### SOURCE MATERIAL
━━━━━━
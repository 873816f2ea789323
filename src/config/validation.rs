use super::{BridgeConfig, MAX_CONNECT_TIMEOUT_MS, MIN_CONNECT_TIMEOUT_MS};
use anyhow::{bail, Context, Result};
use std::fs::OpenOptions;

impl BridgeConfig {
    /// Check values and normalize the host.
    pub fn validate(&mut self) -> Result<()> {
        self.host = self.host.trim().to_string();
        if self.host.is_empty() {
            bail!("--host must not be empty");
        }
        if self.host.chars().any(char::is_whitespace) {
            bail!("--host must not contain whitespace, got {:?}", self.host);
        }
        if self.port == 0 {
            bail!("--ice-port must be between 1 and 65535");
        }
        if self.server_id < 1 {
            bail!("--server-id must be at least 1, got {}", self.server_id);
        }
        if !is_slice_identifier(&self.slice_module) {
            bail!(
                "--slice-module must be a Slice identifier, got {:?}",
                self.slice_module
            );
        }
        if !(MIN_CONNECT_TIMEOUT_MS..=MAX_CONNECT_TIMEOUT_MS).contains(&self.connect_timeout_ms) {
            bail!(
                "--connect-timeout-ms must be between {MIN_CONNECT_TIMEOUT_MS} and {MAX_CONNECT_TIMEOUT_MS}, got {}",
                self.connect_timeout_ms
            );
        }
        if self.logging_enabled() {
            if let Some(path) = &self.trace_log {
                OpenOptions::new()
                    .create(true)
                    .append(true)
                    .open(path)
                    .with_context(|| format!("--trace-log {} is not writable", path.display()))?;
            }
        }
        Ok(())
    }
}

pub(super) fn is_slice_identifier(name: &str) -> bool {
    let mut chars = name.chars();
    match chars.next() {
        Some(first) if first.is_ascii_alphabetic() => {
            chars.all(|c| c.is_ascii_alphanumeric() || c == '_')
        }
        _ => false,
    }
}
━━━━━━
### PROBLEM DESCRIPTION
Copy out each line of the data containing the string "host".

### PROBLEM SOLUTION
    /// Check values and normalize the host.
        self.host = self.host.trim().to_string();
        if self.host.is_empty() {
            bail!("--host must not be empty");
        if self.host.chars().any(char::is_whitespace) {
            bail!("--host must not contain whitespace, got {:?}", self.host);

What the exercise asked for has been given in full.